Steinbrueck's focus on the character of Seattle's architecture and urban places dates from the early 1950s when he authored A Guide to Seattle Architecture, which was published for the American Institute of Architects' national convention held in Seattle in 1953. Steinbrueck went on to publish several other books promoting awareness of the city's unique character: Seattle Cityscape (1962; published to coincide with Century 21, the Seattle World's Fair), Market Sketchbook (1968), and Seattle Cityscape #2 (1973).

In the 1960s, Steinbrueck became active in historic preservation. Alongside others he successfully fought developers' plans to obliterate Seattle's most significant historic district. He was instrumental in the creation of Seattle's first two historic districts, Pioneer Square (1970) and Pike Place Market (1971). Steinbrueck's projects were guided by a strong sense of public spirit and social consciousness: low-income housing, the inclusion of social services, and a number of city parks co-designed with landscape architect Richard Haag, including the one that now bears his name.

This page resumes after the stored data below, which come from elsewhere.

use axum::{routing::get, Router};
use saga_common::bus::{Consumer, Publisher};
use saga_common::config::{self, DbConfig, KafkaConfig};
use saga_common::{topics, RetryConfig};
use sqlx::postgres::PgPoolOptions;
use std::sync::Arc;
use tokio_util::sync::CancellationToken;
use tower_http::trace::TraceLayer;
use wallet_service::repository::WalletStore;
use wallet_service::service::WalletService;
use wallet_service::{consumer, handlers, seed};

#[tokio::main]
async fn main() -> anyhow::Result<()> {
    config::load_dotenv();
    saga_common::telemetry::init("wallet_service=debug,tower_http=debug");

    let db_config = DbConfig::from_env();
    let kafka_config = KafkaConfig::from_env("KAFKA_WALLET_GROUP_ID", "wallet-service");
    let retry_config = RetryConfig::from_env();
    let server_port = config::app_port("3002");

    tracing::info!("Starting Wallet Service");
    tracing::info!(host = %db_config.host, name = %db_config.name, "Database configuration");
    tracing::info!(brokers = %kafka_config.brokers, "Kafka configuration");

    tracing::info!("Connecting to database...");
    let pool = PgPoolOptions::new()
        .max_connections(10)
        .connect(&db_config.url())
        .await?;

    tracing::info!("Running database migrations...");
    sqlx::migrate!("./migrations").run(&pool).await?;
    tracing::info!("Migrations completed successfully");

    let store = WalletStore::new(pool);

    if config::is_local_env() {
        if let Err(e) = seed::seed_wallets(&store).await {
            tracing::warn!(error = %e, "failed to seed wallets");
        }
    }

    let wallet_service = Arc::new(WalletService::new(store));

    let publish_topics = vec![
        topics::WALLET_FUNDS_VERIFIED.to_string(),
        topics::WALLET_RESPONSE.to_string(),
        topics::WALLET_DLQ.to_string(),
    ];
    let publisher = Arc::new(Publisher::new(
        &kafka_config.brokers,
        &publish_topics,
        retry_config,
    )?);

    let subscriber_topics = vec![
        topics::PAYMENTS_CREATED.to_string(),
        topics::WALLET_DEBIT_REQUESTED.to_string(),
    ];
    let bus_consumer = Consumer::new(
        &kafka_config.brokers,
        &kafka_config.group_id,
        &subscriber_topics,
        publisher.clone(),
        retry_config,
        topics::WALLET_DLQ,
    )?;

    let cancel = CancellationToken::new();

    let mut tasks = bus_consumer.listen(cancel.clone(), move |topic, payload| {
        let service = wallet_service.clone();
        let publisher = publisher.clone();
        async move { consumer::handle_message(service, publisher, topic, payload).await }
    });

    let app = Router::new()
        .route("/health", get(handlers::health_check))
        .layer(TraceLayer::new_for_http());

    let addr = format!("0.0.0.0:{server_port}");
    let listener = tokio::net::TcpListener::bind(&addr).await?;
    tracing::info!(addr = %addr, "Wallet Service listening");

    let shutdown_cancel = cancel.clone();
    axum::serve(listener, app)
        .with_graceful_shutdown(async move {
            wait_for_shutdown_signal().await;
            tracing::info!("shutdown signal received, cancelling consumer workers");
            shutdown_cancel.cancel();
        })
        .await?;

    while tasks.join_next().await.is_some() {}

    tracing::info!("Wallet service stopped");
    Ok(())
}

async fn wait_for_shutdown_signal() {
    let ctrl_c = async {
        tokio::signal::ctrl_c()
            .await
            .expect("failed to install Ctrl+C handler");
    };

    #[cfg(unix)]
    let terminate = async {
        tokio::signal::unix::signal(tokio::signal::unix::SignalKind::terminate())
            .expect("failed to install SIGTERM handler")
            .recv()
            .await;
    };

    #[cfg(not(unix))]
    let terminate = std::future::pending::<()>();

    tokio::select! {
        _ = ctrl_c => {}
        _ = terminate => {}
    }
}
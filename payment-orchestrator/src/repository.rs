use crate::errors::{OrchestratorError, OrchestratorResult};
use crate::models::{Currency, Payment, PaymentMethod, PaymentStatus};
use chrono::Utc;
use rust_decimal::Decimal;
use sqlx::PgPool;

/// Repository for payment persistence.
///
/// Only looks payments up by id — the saga never needs the Go service's
/// generic `GetBy(field, value)` lookup, so it isn't reproduced here.
#[derive(Clone)]
pub struct PaymentStore {
    pool: PgPool,
}

impl PaymentStore {
    pub fn new(pool: PgPool) -> Self {
        Self { pool }
    }

    pub async fn create(
        &self,
        id: &str,
        amount: Decimal,
        currency: Currency,
        method: PaymentMethod,
        customer_id: &str,
        trace_id: &str,
    ) -> OrchestratorResult<Payment> {
        let now = Utc::now();

        let payment = sqlx::query_as::<_, Payment>(
            r#"
            INSERT INTO payments
                (id, amount, currency, method, customer_id, status, wallet_approved,
                 fraud_cleared, failed_reason, trace_id, created_at, updated_at, authorized_at)
            VALUES ($1, $2, $3, $4, $5, $6, false, false, NULL, $7, $8, $8, NULL)
            RETURNING id, amount, currency, method, customer_id, status, wallet_approved,
                      fraud_cleared, failed_reason, trace_id, created_at, updated_at, authorized_at
            "#,
        )
        .bind(id)
        .bind(amount)
        .bind(currency)
        .bind(method)
        .bind(customer_id)
        .bind(PaymentStatus::Pending)
        .bind(trace_id)
        .bind(now)
        .fetch_one(&self.pool)
        .await?;

        Ok(payment)
    }

    pub async fn get_by_id(&self, id: &str) -> OrchestratorResult<Payment> {
        let payment = sqlx::query_as::<_, Payment>(
            r#"
            SELECT id, amount, currency, method, customer_id, status, wallet_approved,
                   fraud_cleared, failed_reason, trace_id, created_at, updated_at, authorized_at
            FROM payments
            WHERE id = $1
            "#,
        )
        .bind(id)
        .fetch_optional(&self.pool)
        .await?
        .ok_or_else(|| OrchestratorError::NotFound(id.to_string()))?;

        Ok(payment)
    }

    /// Full-row update. The saga holds the per-payment lock across
    /// read-modify-write, so this is a plain overwrite, not a compare-and-swap.
    pub async fn update(&self, payment: &Payment) -> OrchestratorResult<Payment> {
        let now = Utc::now();

        let updated = sqlx::query_as::<_, Payment>(
            r#"
            UPDATE payments
            SET status = $1, wallet_approved = $2, fraud_cleared = $3,
                failed_reason = $4, updated_at = $5, authorized_at = $6
            WHERE id = $7
            RETURNING id, amount, currency, method, customer_id, status, wallet_approved,
                      fraud_cleared, failed_reason, trace_id, created_at, updated_at, authorized_at
            "#,
        )
        .bind(payment.status)
        .bind(payment.wallet_approved)
        .bind(payment.fraud_cleared)
        .bind(&payment.failed_reason)
        .bind(now)
        .bind(payment.authorized_at)
        .bind(&payment.id)
        .fetch_optional(&self.pool)
        .await?
        .ok_or_else(|| OrchestratorError::NotFound(payment.id.clone()))?;

        Ok(updated)
    }
}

Working as a consultant to John Graham & Company, Steinbrueck played a key role in the design work of the Space Needle, inspired by a wooden sculpture in his home by David Lemon called The Feminine One, which emulates the shape of a female dancer in motion and giving the tower's support structure its shape. As indicated in the documentary, Space Needle: A Hidden History, Steinbrueck's son, Peter, believes attraction to the form stemmed from Steinbrueck's personal relationship with dancer Syvilla Fort. In 1963, Steinbrueck was elected a Fellow in the American Institute of Architects.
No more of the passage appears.